WITH every scientific breakthrough that has a life-or-death impact there are those names and faces who receive the lion’s share of the bouquets and column inches. These people are usually very generous about the (often) multidisciplinary teamwork which actually went into the final discovery, but the collaborators are unnamed.

Many are probably happy enough to receive the acknowledgement of their peers without also craving public applause. But we should know their names. Often they work in areas the public doesn’t easily understand, but what they do can be of almost earth-shattering importance.

One scientist quietly saving lives is Professor Julietta Patnick, who will receive her honorary doctorate from Sheffield Hallam University later this year in recognition of 32 years overseeing standards for screening of breast, cervical and colorectal cancer.

As director of the NHS cancer screening programmes, she has developed and led the national approach to the early detection of cancer through screening. Another such name is Paul Meier.

Countless new drugs are developed each year, but how we know which ones are better than what went before – the knowledge that convinces governments to support the widespread use of those medicines – is down in great part to this man most of us have never heard of.

The New York-born statistician has just died at the age of 87, and for the many of us who didn’t realise his importance, it’s still not too late to doff our hats to a man hugely instrumental in dragging medicine out of the days of snake oil and into the modern world.

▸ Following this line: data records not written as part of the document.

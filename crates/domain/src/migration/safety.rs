//! Shape repair run on every migration pass, regardless of the stamp.

use serde_json::Value;

use crate::entities::{Document, DocumentUpdate};
use crate::schema::DocumentSchema;
use crate::value_objects::{FieldRef, KnownField, ValueModel};

fn is_threshold(field: &FieldRef) -> bool {
    KnownField::thresholds()
        .iter()
        .any(|known| known.path() == field.path.as_str())
}

/// Rebuild every schema-declared ValueModel field whose stored form is not
/// what a clean read would write back: missing keys, a non-list
/// `modifiers`, a stale `value` or blank ids. Loosely typed modifier entries
/// are kept with coerced fields and reported. Unreadable fields are reset to
/// the schema default. Absent thresholds are synthesized; other absent
/// fields are left alone.
pub fn scan(document: &Document, diagnostics: &mut Vec<String>) -> DocumentUpdate {
    let schema = DocumentSchema::for_document(document);
    let default_of = |field: &FieldRef| {
        schema
            .default_of(field.path.as_str())
            .map(|default| default.to_value())
            .unwrap_or_else(|| ValueModel::empty(field.kind).to_json())
    };

    let mut update = DocumentUpdate::new();
    for field in schema.value_model_fields() {
        let raw = match document.get_field(&field.path) {
            None | Some(Value::Null) if is_threshold(&field) => {
                update.set(field.path.as_str(), default_of(&field));
                continue;
            }
            None | Some(Value::Null) => continue,
            Some(raw) => raw,
        };
        match ValueModel::load(field.kind, Some(raw)) {
            Ok(model) => {
                for note in ValueModel::coercion_notes(raw) {
                    diagnostics.push(format!("{}: {} {}", document.target(), field.path, note));
                }
                let rebuilt = model.to_json();
                if &rebuilt != raw {
                    update.set(field.path.as_str(), rebuilt);
                }
            }
            Err(err) => {
                diagnostics.push(format!(
                    "{}: {} reset to default ({})",
                    document.target(),
                    field.path,
                    err
                ));
                update.set(field.path.as_str(), default_of(&field));
            }
        }
    }
    update
}
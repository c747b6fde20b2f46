//! Resource tracker use cases.

mod error;
mod ops;

pub use error::ResourceError;
pub use ops::ResourceOps;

Anyone who’s had a successful treatment for cancer, diabetes, heart disease or HIV/AIDS or scores of other conditions during the last half-century owes their life to Meier’s work in medical statistics, including the fields of randomised drug trials and the Kaplan-Meier Estimator, which gave medical statisticians a simple way of comparing patients’ survival rates after different treatments. As a medical research tool both are now universal.

“The world is perhaps not appreciative enough of the contribution made by statisticians to medicine, but Paul Meier was a towering figure and his work was staggeringly revolutionary and radical,” says David Spiegelhalter, Winton Professor of the Public Understanding of Risk at Cambridge University. “After the Second World War the British statistician Austin Bradford Hill, who was part of the team working on the use of streptomycin (the antibiotic) in tuberculosis, introduced the idea of flipping a coin to decide who would get the new drug. This was the first ‘randomised’ trial.

“Before that the whole business was a lot more paternalistic, and doctors would choose to try new medicines on the patients they thought would benefit most. But that wasn’t a good system, and nor was simply giving a new drug to every other patient, which was too easy to fiddle.

“Before randomisation – literally flipping a coin – doctors could perhaps also look for the result they wanted to find. There was also an assumption that new drugs were better than old ones, when that wasn’t necessarily true. Randomisation was the only way of getting reliable data.”

Meier took what had been done in the UK on a smaller scale and developed the idea. Researchers randomly assigned one group of patients to receive an experimental treatment and another to receive the standard treatment. The results couldn’t be fiddled or unintentionally skewed, and if the sample of patients is large enough the two groups will be the same in every respect except the treatment they receive.

Meier’s contribution was not just in adding to the technical understanding of randomisation; even more importantly he used the sheer force of his personality to persuade the US government’s Food and Drugs Administration to demand that all new drugs be subjected to randomised trial. Where America led, the world followed.

“That strategic decision half a century ago has already saved millions of lives and those millions should be attributed to Paul,” says Sir Richard Peto, professor of medical statistics and epidemiology at Oxford University. Walter Gregory, professor of statistical methodology in medical trials at Leeds University, added: “Taking one example, randomised trials of breast cancer drugs over 30 years have dramatically improved survival rates, because randomisation has led to small incremental changes in medicines that add up to a huge difference.”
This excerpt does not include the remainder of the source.